More than 2 million Syrians have fled their country’s civil war, now in its third year, seeking shelter in neighboring countries such as Jordan, Lebanon, Turkey and Iraq. At least half of the refugees — 1.1 million — are children. Of those, about 75 percent are under the age of 12, according to the United Nations refugee agency.
The 65-page report issued by the U.N.’s High Commissioner for Refugees highlighted the plight of the children, who are growing up in fractured families, missing out on education as they turn to manual labor, sometimes under dangerous or exploitative conditions, the report said.
“If we do not act quickly, a generation of innocents will become lasting casualties of an appalling war,” said Antonio Guterres, the high commissioner, during a visit to Lebanon’s border town of Arsal. Tens of thousands of Syrians have arrived there in recent weeks alone.
With all those refugees competing for work, the children are attractive laborers.

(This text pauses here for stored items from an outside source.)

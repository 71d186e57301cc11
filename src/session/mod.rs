//! Tracking session abstraction
//!
//! The AR tracking session is an external collaborator: it supplies one
//! `TrackingFrame` per camera tick and owns the anchors the engine asks it
//! to create. The engine only ever borrows it for the duration of a call.

pub mod interface;
pub mod mock;
pub mod error;
pub mod scenario;

pub use interface::{ArSession, TrackingFrame};
pub use mock::{MockFrame, MockSession};
pub use error::{SessionError, SessionResult};
pub use scenario::{Scenario, ScenarioStep, StepReport};

use crate::core::Pose;
use serde::{Deserialize, Serialize};
use std::fmt;

/// Camera tracking quality reported with each frame
#[derive(Debug, Clone, Copy, PartialEq, Eq, Default, Serialize, Deserialize)]
#[serde(rename_all = "snake_case")]
pub enum TrackingState {
    /// Full six-degree-of-freedom tracking
    #[default]
    Tracking,
    /// Tracking degraded (fast motion, low light, few features)
    Limited,
    /// Tracking lost or session paused
    Lost,
}

/// What a hit-test ray intersected
#[derive(Debug, Clone, Copy, PartialEq, Serialize, Deserialize)]
#[serde(tag = "kind", rename_all = "snake_case")]
pub enum HitTarget {
    /// A detected plane; `within_polygon` is true when the hit lies inside
    /// the plane's observed boundary polygon.
    Plane { within_polygon: bool },
    /// A tracked feature point; `has_surface_normal` is true when the
    /// session could estimate its orientation from a surface normal.
    FeaturePoint { has_surface_normal: bool },
    /// Depth points, instant-placement points and anything else
    Other,
}

/// Single hit-test intersection, as reported by the session
#[derive(Debug, Clone, Copy, PartialEq, Serialize, Deserialize)]
pub struct HitResult {
    pub pose: Pose,
    /// Distance from the camera to the hit (meters)
    pub distance_m: f64,
    pub target: HitTarget,
}

impl HitResult {
    pub fn new(pose: Pose, distance_m: f64, target: HitTarget) -> Self {
        Self { pose, distance_m, target }
    }

    pub fn plane(pose: Pose, within_polygon: bool) -> Self {
        Self::new(pose, 0.0, HitTarget::Plane { within_polygon })
    }

    pub fn feature_point(pose: Pose, has_surface_normal: bool) -> Self {
        Self::new(pose, 0.0, HitTarget::FeaturePoint { has_surface_normal })
    }

    pub fn with_distance(mut self, distance_m: f64) -> Self {
        self.distance_m = distance_m;
        self
    }
}

/// Session-issued identifier for a world anchor
#[derive(Debug, Clone, Copy, PartialEq, Eq, PartialOrd, Ord, Hash, Serialize, Deserialize)]
pub struct AnchorId(pub u64);

impl fmt::Display for AnchorId {
    fn fmt(&self, f: &mut fmt::Formatter<'_>) -> fmt::Result {
        write!(f, "anchor#{}", self.0)
    }
}
//! Surface probing at the crosshair

use crate::core::{ScreenPoint, Viewport};
use crate::session::{HitResult, HitTarget, TrackingFrame, TrackingState};

/// Validated hit-test against the tracked scene
pub struct HitProbe;

impl HitProbe {
    /// First measurable hit under `point`, or `None`.
    ///
    /// Nothing is measurable while tracking is degraded or lost; the probe
    /// recovers on its own once the session reports `Tracking` again.
    pub fn probe<F: TrackingFrame + ?Sized>(frame: &F, point: ScreenPoint) -> Option<HitResult> {
        if frame.tracking_state() != TrackingState::Tracking {
            log::trace!("probe skipped: tracking state {:?}", frame.tracking_state());
            return None;
        }

        frame
            .hit_test(point.x, point.y)
            .into_iter()
            .find(Self::is_measurable)
    }

    /// Probe the exact viewport center, where the crosshair is drawn
    pub fn probe_center<F: TrackingFrame + ?Sized>(frame: &F, viewport: Viewport) -> Option<HitResult> {
        if viewport.is_empty() {
            return None;
        }
        Self::probe(frame, viewport.center())
    }

    /// Planes count only inside their observed polygon; feature points only
    /// when their orientation comes from a surface normal.
    pub fn is_measurable(hit: &HitResult) -> bool {
        match hit.target {
            HitTarget::Plane { within_polygon } => within_polygon,
            HitTarget::FeaturePoint { has_surface_normal } => has_surface_normal,
            HitTarget::Other => false,
        }
    }
}
//! Top-level measurement controller
//!
//! The engine owns every piece of mutable measurement state: the anchor
//! bookkeeping, the pending first point, calibration and history. Host
//! callbacks (frame ticks, button presses, resize) all funnel into it.
//!
//! Per tick the host calls [`MeasurementEngine::update_frame`] with the
//! newest tracking frame and then [`MeasurementEngine::renderables`] to
//! get the overlay. Confirm actions are applied against the most recent
//! frame; before the first frame arrives they are ignored.

use crate::algorithms::{distance, CameraMatrices, Projector};
use crate::api::formatting::{UnitFormatter, UnitSystem};
use crate::api::types::{CommandOutcome, ConfirmOutcome, EngineCommand, EngineStatus, IgnoreReason};
use crate::core::{Pose, ScreenPoint, Viewport};
use crate::measurement::calibration::{CalibrationOutcome, CalibrationSession, CalibrationStep, ReferenceObject};
use crate::measurement::history::{MeasurementHistory, MeasurementId, MeasurementRecord};
use crate::measurement::render::{push_segment, RenderCommand};
use crate::processing::{Anchor, AnchorStore, HitProbe};
use crate::session::{ArSession, HitResult, TrackingFrame, TrackingState};
use crate::utils::config::{validate, EngineConfig};
use crate::validation::EngineResult;

/// What the engine keeps from the latest tracking frame
#[derive(Debug, Clone, Copy)]
struct FrameSnapshot {
    tracking_state: TrackingState,
    matrices: CameraMatrices,
    /// Valid hit under the crosshair, if any
    hit: Option<HitResult>,
}

/// AR ruler controller
#[derive(Debug)]
pub struct MeasurementEngine {
    config: EngineConfig,
    anchors: AnchorStore,
    calibration: CalibrationSession,
    history: MeasurementHistory,
    /// First endpoint of the measurement in progress
    pending_first: Option<Anchor>,
    unit_system: UnitSystem,
    frame: Option<FrameSnapshot>,
}

impl MeasurementEngine {
    /// Create an engine from a validated configuration
    pub fn new(config: EngineConfig) -> EngineResult<Self> {
        let validation = validate(&config);
        if let Some(error) = validation.errors.into_iter().next() {
            return Err(error.into());
        }
        for warning in &validation.warnings {
            log::warn!("config: {}", warning);
        }
        Ok(Self::from_config(config))
    }

    fn from_config(config: EngineConfig) -> Self {
        Self {
            anchors: AnchorStore::new(),
            calibration: CalibrationSession::new(config.scale_bounds, config.plausible_reference_range_m),
            history: MeasurementHistory::new(),
            pending_first: None,
            unit_system: config.default_unit_system,
            frame: None,
            config,
        }
    }

    pub fn config(&self) -> &EngineConfig {
        &self.config
    }

    /// Take in the newest tracking frame and re-probe the crosshair.
    /// Returns whether a measurable surface is under it.
    pub fn update_frame<F: TrackingFrame + ?Sized>(&mut self, frame: &F, viewport: Viewport) -> bool {
        let tracking_state = frame.tracking_state();
        let matrices = CameraMatrices::from_frame(frame, self.config.near_plane_m, self.config.far_plane_m);
        let hit = HitProbe::probe_center(frame, viewport);

        if let Some(previous) = &self.frame {
            if previous.tracking_state != tracking_state {
                log::debug!("tracking state {:?} -> {:?}", previous.tracking_state, tracking_state);
            }
        }
        log::trace!("frame: hit_valid={}", hit.is_some());

        self.frame = Some(FrameSnapshot {
            tracking_state,
            matrices,
            hit,
        });
        hit.is_some()
    }

    /// Place a point at the crosshair.
    ///
    /// Routed to calibration while it is running, otherwise starts or
    /// completes a measurement. Missing frames, missing hits and anchor
    /// failures are no-ops reported through [`ConfirmOutcome::Ignored`].
    pub fn confirm<S: ArSession + ?Sized>(&mut self, session: &mut S) -> ConfirmOutcome {
        let hit = match &self.frame {
            None => return ConfirmOutcome::ignored(IgnoreReason::NoFrame),
            Some(FrameSnapshot { hit: None, .. }) => {
                log::debug!("confirm ignored: no valid hit");
                return ConfirmOutcome::ignored(IgnoreReason::NoValidHit);
            }
            Some(FrameSnapshot { hit: Some(hit), .. }) => *hit,
        };

        let anchor = match self.anchors.create(session, &hit) {
            Ok(anchor) => anchor,
            Err(e) if e.is_transient() => {
                log::debug!("confirm ignored: anchor creation failed: {}", e);
                return ConfirmOutcome::ignored(IgnoreReason::AnchorCreationFailed);
            }
            Err(e) => {
                log::warn!("confirm ignored: anchor creation failed: {}", e);
                return ConfirmOutcome::ignored(IgnoreReason::AnchorCreationFailed);
            }
        };

        if self.calibration.is_active() {
            return match self.calibration.confirm_point(anchor, &mut self.anchors, session) {
                CalibrationOutcome::FirstPointPlaced => ConfirmOutcome::CalibrationPointPlaced,
                CalibrationOutcome::Accepted { scale, raw_distance_m } => {
                    ConfirmOutcome::CalibrationAccepted { scale, raw_distance_m }
                }
                CalibrationOutcome::Rejected { raw_distance_m } => {
                    ConfirmOutcome::CalibrationRejected { raw_distance_m }
                }
                // guarded by is_active above
                CalibrationOutcome::NotActive => ConfirmOutcome::ignored(IgnoreReason::NoValidHit),
            };
        }

        match self.pending_first.take() {
            None => {
                log::debug!("measurement started at {}", anchor.id());
                self.pending_first = Some(anchor);
                ConfirmOutcome::MeasurementStarted
            }
            Some(first) => self.complete_measurement(first, anchor, session),
        }
    }

    fn complete_measurement<S: ArSession + ?Sized>(
        &mut self,
        first: Anchor,
        second: Anchor,
        session: &mut S,
    ) -> ConfirmOutcome {
        let poses = (
            self.anchors.pose(&*session, &first),
            self.anchors.pose(&*session, &second),
        );

        match poses {
            (Some(a), Some(b)) => {
                let raw_distance_m = distance(&a, &b);
                let id = self.history.push(first, second, raw_distance_m);
                log::info!(
                    "measurement {} completed: raw {:.4} m, shown {}",
                    id,
                    raw_distance_m,
                    UnitFormatter::format(raw_distance_m * self.scale(), self.unit_system)
                );
                ConfirmOutcome::MeasurementCompleted { id, raw_distance_m }
            }
            _ => {
                // The stale first point is dropped and the new point starts over.
                log::warn!("endpoint pose unavailable, restarting measurement at {}", second.id());
                self.anchors.release(session, first);
                self.pending_first = Some(second);
                ConfirmOutcome::MeasurementStarted
            }
        }
    }

    /// Release every anchor the engine owns, clear history and cancel
    /// calibration. The calibration scale is kept. Returns the number of
    /// anchors released.
    pub fn reset<S: ArSession + ?Sized>(&mut self, session: &mut S) -> usize {
        let before = self.anchors.released_count();

        if let Some(first) = self.pending_first.take() {
            self.anchors.release(session, first);
        }
        let cleared = self.history.clear(&mut self.anchors, session);
        self.calibration.cancel(&mut self.anchors, session);

        let released = (self.anchors.released_count() - before) as usize;
        log::info!("reset: {} measurements cleared, {} anchors released", cleared, released);
        released
    }

    /// Flip between metric and imperial display
    pub fn toggle_units(&mut self) -> UnitSystem {
        self.unit_system = self.unit_system.toggled();
        log::debug!("units: {:?}", self.unit_system);
        self.unit_system
    }

    pub fn set_unit_system(&mut self, unit: UnitSystem) {
        self.unit_system = unit;
    }

    /// Start calibrating against a reference of `known_reference_m`, using
    /// the configured plausible range. Any measurement in progress is
    /// dropped.
    pub fn start_calibration<S: ArSession + ?Sized>(
        &mut self,
        known_reference_m: f64,
        session: &mut S,
    ) -> EngineResult<()> {
        self.calibration.start(known_reference_m, &mut self.anchors, session)?;
        self.drop_pending(session);
        Ok(())
    }

    /// Start calibrating against a reference object
    pub fn start_calibration_with<S: ArSession + ?Sized>(
        &mut self,
        reference: ReferenceObject,
        session: &mut S,
    ) -> EngineResult<()> {
        self.calibration.start_with(reference, &mut self.anchors, session)?;
        self.drop_pending(session);
        Ok(())
    }

    pub fn cancel_calibration<S: ArSession + ?Sized>(&mut self, session: &mut S) -> bool {
        self.calibration.cancel(&mut self.anchors, session)
    }

    /// Remove the newest measurement and release its anchors
    pub fn undo_last<S: ArSession + ?Sized>(&mut self, session: &mut S) -> Option<MeasurementId> {
        let id = self.history.remove_last(&mut self.anchors, session);
        if let Some(id) = id {
            log::info!("measurement {} removed", id);
        }
        id
    }

    /// Reapply a persisted calibration scale; returns the scale in effect
    pub fn restore_scale(&mut self, scale: f64) -> f64 {
        self.calibration.restore_scale(scale)
    }

    fn drop_pending<S: ArSession + ?Sized>(&mut self, session: &mut S) {
        if let Some(first) = self.pending_first.take() {
            log::debug!("pending measurement at {} dropped", first.id());
            self.anchors.release(session, first);
        }
    }

    /// Dispatch a UI command
    pub fn handle<S: ArSession + ?Sized>(
        &mut self,
        command: EngineCommand,
        session: &mut S,
    ) -> EngineResult<CommandOutcome> {
        let outcome = match command {
            EngineCommand::Confirm => CommandOutcome::Confirm(self.confirm(session)),
            EngineCommand::Reset => CommandOutcome::Reset {
                released_anchors: self.reset(session),
            },
            EngineCommand::ToggleUnits => CommandOutcome::UnitsToggled {
                unit_system: self.toggle_units(),
            },
            EngineCommand::StartCalibration { known_reference_m } => {
                self.start_calibration(known_reference_m, session)?;
                CommandOutcome::CalibrationStarted
            }
            EngineCommand::StartReferenceCalibration { reference } => {
                self.start_calibration_with(reference, session)?;
                CommandOutcome::CalibrationStarted
            }
            EngineCommand::CancelCalibration => CommandOutcome::CalibrationCancelled {
                was_active: self.cancel_calibration(session),
            },
            EngineCommand::UndoLast => CommandOutcome::Undone {
                id: self.undo_last(session),
            },
        };
        Ok(outcome)
    }

    /// Overlay for the latest frame, in `viewport` pixels.
    ///
    /// History first, then the measurement in progress with its live
    /// preview to the crosshair, then a pending calibration point. Anything
    /// that does not project this frame is left out.
    pub fn renderables<S: ArSession + ?Sized>(&self, session: &S, viewport: Viewport) -> Vec<RenderCommand> {
        let mut out = Vec::new();
        let snapshot = match &self.frame {
            Some(snapshot) => snapshot,
            None => return out,
        };
        let theme = &self.config.overlay;
        let scale = self.scale();

        for measurement in self.history.iter() {
            let start = self.project_anchor(session, snapshot, measurement.start(), viewport);
            let end = self.project_anchor(session, snapshot, measurement.end(), viewport);
            if let (Some(start), Some(end)) = (start, end) {
                push_segment(
                    &mut out,
                    start,
                    end,
                    measurement.label(scale, self.unit_system),
                    &theme.history,
                );
            } else {
                log::trace!("measurement {} not visible", measurement.id());
            }
        }

        if let Some(first) = &self.pending_first {
            if let Some(first_pose) = self.anchors.pose(session, first) {
                if let Some(first_px) = project(snapshot, &first_pose, viewport) {
                    out.push(RenderCommand::point(first_px, &theme.active));

                    let preview = snapshot
                        .hit
                        .and_then(|hit| project(snapshot, &hit.pose, viewport).map(|px| (hit, px)));
                    if let Some((hit, hit_px)) = preview {
                        let live = distance(&first_pose, &hit.pose) * scale;
                        out.push(RenderCommand::line(first_px, hit_px, &theme.active));
                        out.push(RenderCommand::point(hit_px, &theme.active));
                        out.push(RenderCommand::label(
                            first_px.midpoint(&hit_px),
                            UnitFormatter::format(live, self.unit_system),
                            &theme.active,
                        ));
                    }
                }
            }
        }

        if let Some(pending) = self.calibration.pending_anchor() {
            if let Some(px) = self.project_anchor(session, snapshot, pending, viewport) {
                out.push(RenderCommand::point(px, &theme.calibration));
            }
        }

        out
    }

    fn project_anchor<S: ArSession + ?Sized>(
        &self,
        session: &S,
        snapshot: &FrameSnapshot,
        anchor: &Anchor,
        viewport: Viewport,
    ) -> Option<ScreenPoint> {
        let pose = self.anchors.pose(session, anchor)?;
        project(snapshot, &pose, viewport)
    }

    /// UI chrome state
    pub fn status(&self) -> EngineStatus {
        EngineStatus {
            unit_system: self.unit_system,
            calibration_step: self.calibration_step(),
            hit_valid: self.hit_valid(),
            scale: self.scale(),
            measurement_count: self.history.len(),
            last_measurement: self.last_measurement_label(),
        }
    }

    pub fn hit_valid(&self) -> bool {
        self.frame.as_ref().is_some_and(|f| f.hit.is_some())
    }

    pub fn unit_system(&self) -> UnitSystem {
        self.unit_system
    }

    pub fn scale(&self) -> f64 {
        self.calibration.scale()
    }

    pub fn calibration_step(&self) -> CalibrationStep {
        self.calibration.step()
    }

    pub fn history(&self) -> &MeasurementHistory {
        &self.history
    }

    /// Whether a first endpoint is waiting for its partner
    pub fn has_pending_point(&self) -> bool {
        self.pending_first.is_some()
    }

    pub fn last_measurement_label(&self) -> Option<String> {
        self.history.last().map(|m| m.label(self.scale(), self.unit_system))
    }

    /// History in the current scale and units
    pub fn records(&self) -> Vec<MeasurementRecord> {
        self.history.records(self.scale(), self.unit_system)
    }

    pub fn live_anchor_count(&self) -> usize {
        self.anchors.live_count()
    }
}
//! Error types

pub mod error;

pub use error::{EngineError, EngineResult};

“There are thousands like me, and they prefer to employ boys, not men, because they will do whatever they tell them to, and for less money,” said Abu Mussab, a 36-year-old refugee from a village near Syria’s war ravaged northern city of Aleppo.
When he arrived in Lebanon nine months ago, Abu Mussab sought shelter in a shanty town near the Syrian border where he used to stay as a migrant worker during harvest season, hoping to get his old job back and provide for his family of six.
He quickly found out he had no chance of getting work. But his oldest son did, and even though he’s only 12, Mussab is now the sole provider for his parents and three younger siblings, earning $65 a month working in a car repair shop.
“I had to find a way to survive,” Abu Mussab said.
In Jordan’s sprawling Zaatari refugee camp, most of the 680 small shops employ children, the report said. A UNHCR assessment of refugee children living outside of the camp found that in 11 of the country’s 12 provinces, nearly every other refugee household surveyed relied partly or entirely on income generated by a child.
More Syrian refugee children are now out of school than enrolled in a formal education system, the agency’s research found.
“I would rather see him go to school than to work every day,” said Abu Mussab about his son, fighting tears. “But there is no school for Syrians, and I can’t teach my son anything so maybe this way, he will learn a skill.”
Fatima, a 25-year-old refugee from a village near Aleppo, supports her three children, her elderly parents and her four younger siblings by working the fields for $4 a day. She takes along her 14-year-old mentally challenged cousin to help.
That money helps cover the annual rent of $530 for the shack they live in near Zahleh.
“I am ashamed of taking handouts, and when I work I feel like a slave,” Fatima said. “People shout orders at me and I listen to them because if I don’t, they will take the tools away and won’t take us on the truck the next day.”